ASSIGNMENT: From the entries that follow, copy each line containing the word "outcome".

#### GIVEN ENTRIES

use std::fmt;
use std::str::FromStr;

use chrono::{DateTime, Utc};
use serde::{Deserialize, Serialize};
use uuid::Uuid;

use crate::models::{CaptureMode, SortStrategy};

/// Per-run (and per-item, mirrored) pipeline stage.
///
/// Transitions are one-directional; the only feedback edges in the system are
/// owned by the parse router (delayed retries) and by draft rollback, neither
/// of which moves the pipeline stage backwards.
#[derive(Debug, Clone, Copy, PartialEq, Eq, Serialize, Deserialize)]
#[serde(rename_all = "snake_case")]
pub enum PipelineStage {
    Scraping,
    Categorizing,
    Summarizing,
    QualityChecking,
    VideoGenerating,
    Publishing,
    Completed,
    Failed,
}

impl PipelineStage {
    pub fn as_str(&self) -> &'static str {
        match self {
            PipelineStage::Scraping => "scraping",
            PipelineStage::Categorizing => "categorizing",
            PipelineStage::Summarizing => "summarizing",
            PipelineStage::QualityChecking => "quality_checking",
            PipelineStage::VideoGenerating => "video_generating",
            PipelineStage::Publishing => "publishing",
            PipelineStage::Completed => "completed",
            PipelineStage::Failed => "failed",
        }
    }

    pub fn is_terminal(&self) -> bool {
        matches!(self, PipelineStage::Completed | PipelineStage::Failed)
    }

    /// Whether `next` is a legal successor. The video edge only exists when
    /// video generation was requested for the run; `Failed` is reachable from
    /// any non-terminal stage.
    pub fn can_transition_to(&self, next: PipelineStage, video_requested: bool) -> bool {
        if next == PipelineStage::Failed {
            return !self.is_terminal();
        }
        match (self, next) {
            (PipelineStage::Scraping, PipelineStage::Categorizing)
            | (PipelineStage::Categorizing, PipelineStage::Summarizing)
            | (PipelineStage::Summarizing, PipelineStage::QualityChecking)
            | (PipelineStage::VideoGenerating, PipelineStage::Publishing)
            | (PipelineStage::Publishing, PipelineStage::Completed) => true,
            (PipelineStage::QualityChecking, PipelineStage::VideoGenerating) => video_requested,
            (PipelineStage::QualityChecking, PipelineStage::Publishing) => !video_requested,
            _ => false,
        }
    }
}

impl fmt::Display for PipelineStage {
    fn fmt(&self, f: &mut fmt::Formatter<'_>) -> fmt::Result {
        write!(f, "{}", self.as_str())
    }
}

impl FromStr for PipelineStage {
    type Err = String;

    fn from_str(s: &str) -> Result<Self, Self::Err> {
        match s.to_lowercase().as_str() {
            "scraping" => Ok(PipelineStage::Scraping),
            "categorizing" => Ok(PipelineStage::Categorizing),
            "summarizing" => Ok(PipelineStage::Summarizing),
            "quality_checking" => Ok(PipelineStage::QualityChecking),
            "video_generating" => Ok(PipelineStage::VideoGenerating),
            "publishing" => Ok(PipelineStage::Publishing),
            "completed" => Ok(PipelineStage::Completed),
            "failed" => Ok(PipelineStage::Failed),
            _ => Err(format!("Unknown pipeline stage: {s}")),
        }
    }
}

/// What kicked a run off.
#[derive(Debug, Clone, Copy, PartialEq, Eq, Serialize, Deserialize, Default)]
#[serde(rename_all = "snake_case")]
pub enum TriggerType {
    #[default]
    Manual,
    Scheduled,
}

impl TriggerType {
    pub fn as_str(&self) -> &'static str {
        match self {
            TriggerType::Manual => "manual",
            TriggerType::Scheduled => "scheduled",
        }
    }
}

impl fmt::Display for TriggerType {
    fn fmt(&self, f: &mut fmt::Formatter<'_>) -> fmt::Result {
        write!(f, "{}", self.as_str())
    }
}

/// Overall run outcome.
#[derive(Debug, Clone, Copy, PartialEq, Eq, Serialize, Deserialize, Default)]
#[serde(rename_all = "snake_case")]
pub enum RunStatus {
    #[default]
    Running,
    Completed,
    Failed,
}

impl RunStatus {
    pub fn as_str(&self) -> &'static str {
        match self {
            RunStatus::Running => "running",
            RunStatus::Completed => "completed",
            RunStatus::Failed => "failed",
        }
    }
}

impl fmt::Display for RunStatus {
    fn fmt(&self, f: &mut fmt::Formatter<'_>) -> fmt::Result {
        write!(f, "{}", self.as_str())
    }
}

impl FromStr for RunStatus {
    type Err = String;

    fn from_str(s: &str) -> Result<Self, Self::Err> {
        match s.to_lowercase().as_str() {
            "running" => Ok(RunStatus::Running),
            "completed" => Ok(RunStatus::Completed),
            "failed" => Ok(RunStatus::Failed),
            _ => Err(format!("Unknown run status: {s}")),
        }
    }
}

/// Immutable input configuration snapshot for one pipeline run.
#[derive(Debug, Clone, Serialize, Deserialize)]
pub struct RunConfig {
    pub sources: Vec<String>,
    pub target_platforms: Vec<String>,
    pub category_filter: Vec<String>,
    pub generate_video: bool,
    pub video_provider: Option<String>,
    pub max_items: usize,
    pub query: Option<String>,
    pub capture_mode: CaptureMode,
    pub sort_strategy: SortStrategy,
    pub window_start: Option<DateTime<Utc>>,
    pub window_end: Option<DateTime<Utc>>,
}

impl Default for RunConfig {
    fn default() -> Self {
        Self {
            sources: Vec::new(),
            target_platforms: Vec::new(),
            category_filter: Vec::new(),
            generate_video: false,
            video_provider: None,
            max_items: 50,
            query: None,
            capture_mode: CaptureMode::default(),
            sort_strategy: SortStrategy::default(),
            window_start: None,
            window_end: None,
        }
    }
}

/// One orchestration execution and its accumulated outcome counters.
#[derive(Debug, Clone, Serialize, Deserialize)]
pub struct PipelineRun {
    pub id: Uuid,
    pub trigger_type: TriggerType,
    pub status: RunStatus,
    pub config: RunConfig,
    pub items_scraped: u64,
    pub items_published: u64,
    pub items_rejected: u64,
    pub stage: PipelineStage,
    pub stage_history: Vec<PipelineStage>,
    pub error_message: Option<String>,
    pub started_at: DateTime<Utc>,
    pub finished_at: Option<DateTime<Utc>>,
}

impl PipelineRun {
    pub fn new(trigger_type: TriggerType, config: RunConfig) -> Self {
        Self {
            id: Uuid::new_v4(),
            trigger_type,
            status: RunStatus::Running,
            config,
            items_scraped: 0,
            items_published: 0,
            items_rejected: 0,
            stage: PipelineStage::Scraping,
            stage_history: Vec::new(),
            error_message: None,
            started_at: Utc::now(),
            finished_at: None,
        }
    }

    /// Advance the run to `next`, validating the edge.
    pub fn enter_stage(&mut self, next: PipelineStage) -> Result<(), crate::error::AppError> {
        let legal = if self.stage_history.is_empty() && next == PipelineStage::Scraping {
            true
        } else {
            self.stage
                .can_transition_to(next, self.config.generate_video)
        };
        if !legal {
            return Err(crate::error::AppError::Generic(format!(
                "illegal pipeline transition {} -> {next}",
                self.stage
            )));
        }
        self.stage = next;
        self.stage_history.push(next);
        Ok(())
    }

    pub fn finish(&mut self, status: RunStatus, error: Option<String>) {
        self.status = status;
        self.error_message = error;
        self.finished_at = Some(Utc::now());
    }
}

/// A named scrape schedule. The cron runner itself lives outside the core;
/// updating strategy fields here only changes which scrape jobs get
/// submitted, never the coordination machinery.
#[derive(Debug, Clone, Serialize, Deserialize)]
pub struct ScheduleSpec {
    pub id: Uuid,
    pub name: String,
    pub cron_expression: String,
    pub run: RunConfig,
    pub enabled: bool,
    pub created_at: DateTime<Utc>,
    pub updated_at: DateTime<Utc>,
}

impl ScheduleSpec {
    pub fn new(name: impl Into<String>, cron_expression: impl Into<String>, run: RunConfig) -> Self {
        let now = Utc::now();
        Self {
            id: Uuid::new_v4(),
            name: name.into(),
            cron_expression: cron_expression.into(),
            run,
            enabled: true,
            created_at: now,
            updated_at: now,
        }
    }
}

#[cfg(test)]
mod tests {
    use super::*;

    #[test]
    fn test_happy_path_transitions_without_video() {
        let order = [
            PipelineStage::Scraping,
            PipelineStage::Categorizing,
            PipelineStage::Summarizing,
            PipelineStage::QualityChecking,
            PipelineStage::Publishing,
            PipelineStage::Completed,
        ];
        for pair in order.windows(2) {
            assert!(
                pair[0].can_transition_to(pair[1], false),
                "{} -> {} should be legal",
                pair[0],
                pair[1]
            );
        }
    }

    #[test]
    fn test_video_edge_only_when_requested() {
        assert!(
            PipelineStage::QualityChecking.can_transition_to(PipelineStage::VideoGenerating, true)
        );
        assert!(
            !PipelineStage::QualityChecking.can_transition_to(PipelineStage::VideoGenerating, false)
        );
        assert!(!PipelineStage::QualityChecking.can_transition_to(PipelineStage::Publishing, true));
        assert!(PipelineStage::VideoGenerating.can_transition_to(PipelineStage::Publishing, true));
    }

    #[test]
    fn test_no_backward_edges() {
        assert!(!PipelineStage::Publishing.can_transition_to(PipelineStage::Scraping, false));
        assert!(!PipelineStage::Completed.can_transition_to(PipelineStage::Publishing, false));
        assert!(!PipelineStage::QualityChecking.can_transition_to(PipelineStage::Summarizing, false));
    }

    #[test]
    fn test_failed_reachable_from_non_terminal_only() {
        assert!(PipelineStage::Scraping.can_transition_to(PipelineStage::Failed, false));
        assert!(PipelineStage::Publishing.can_transition_to(PipelineStage::Failed, false));
        assert!(!PipelineStage::Completed.can_transition_to(PipelineStage::Failed, false));
        assert!(!PipelineStage::Failed.can_transition_to(PipelineStage::Failed, false));
    }

    #[test]
    fn test_run_enter_stage_validates() {
        let mut run = PipelineRun::new(TriggerType::Manual, RunConfig::default());
        run.enter_stage(PipelineStage::Scraping).unwrap();
        run.enter_stage(PipelineStage::Categorizing).unwrap();
        assert!(run.enter_stage(PipelineStage::Publishing).is_err());
        assert_eq!(run.stage, PipelineStage::Categorizing);
        assert_eq!(
            run.stage_history,
            vec![PipelineStage::Scraping, PipelineStage::Categorizing]
        );
    }
}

########

SOLUTION FOR THIS EXERCISE:
/// Overall run outcome.
/// One orchestration execution and its accumulated outcome counters.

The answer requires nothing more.